O objetivo das licitações é contratar energia elétrica proveniente de usinas já em operação, garantindo fornecimento estável para o mercado regulado, que atende principalmente distribuidoras e consumidores cativos.
Os Contratos de Comercialização de Energia no Ambiente Regulado terão duração de 2 anos. O preço da energia é fixo durante todo o período, sem reajustes, conforme a prática adotada desde 2017. O formato garante previsibilidade para geradores e consumidores.
Os leilões serão realizados de forma sequencial:
- A-1: fornecimento a partir de janeiro de 2026, com preço teto de R$ 280/MWh (megawatt-hora);
- A-2: fornecimento a partir de janeiro de 2027, com preço teto de R$ 240/MWh;
- A-3: fornecimento a partir de janeiro de 2028, com preço teto de R$ 215/MWh.
A metodologia adotada será um leilão híbrido descendente: inicialmente, os participantes oferecem lances de quantidade e preço, e em seguida ocorre uma etapa contínua de lances apenas de preço, até que não haja novas ofertas.
Esse formato permite que a energia seja comprada ao menor preço possível, mantendo competitividade.
Podem participar empresas que sejam integrantes da CCEE (Câmara de Comercialização de Energia Elétrica) e que possuam usinas em operação.
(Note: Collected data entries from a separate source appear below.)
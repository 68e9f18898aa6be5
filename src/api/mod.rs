// ==========================================
// 年度产能分析 - API 层
// ==========================================
// 职责: 提供展示层接口（CLI / 报告导出）
// ==========================================

pub mod capacity_api;
pub mod dto;
pub mod error;

// 重导出核心类型
pub use capacity_api::CapacityApi;
pub use dto::{
    CapacityReportView, MachineLoadView, OperatorLoadView, OverflowPullView, ValidationSectionView,
    ValidationView, YearCapacityView,
};
pub use error::{ApiError, ApiResult};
Além disso, as comercializadoras devem estar classificadas como Tipo 1 pela Aneel, que exige capacidade técnica e financeira para atuar no mercado regulado.
Segundo a Aneel, os leilões de energia existente são importantes para garantir a segurança do fornecimento, reduzir riscos de falta de energia e manter os preços equilibrados para consumidores, ao mesmo tempo que oferecem previsibilidade para os geradores que já possuem infraestrutura instalada.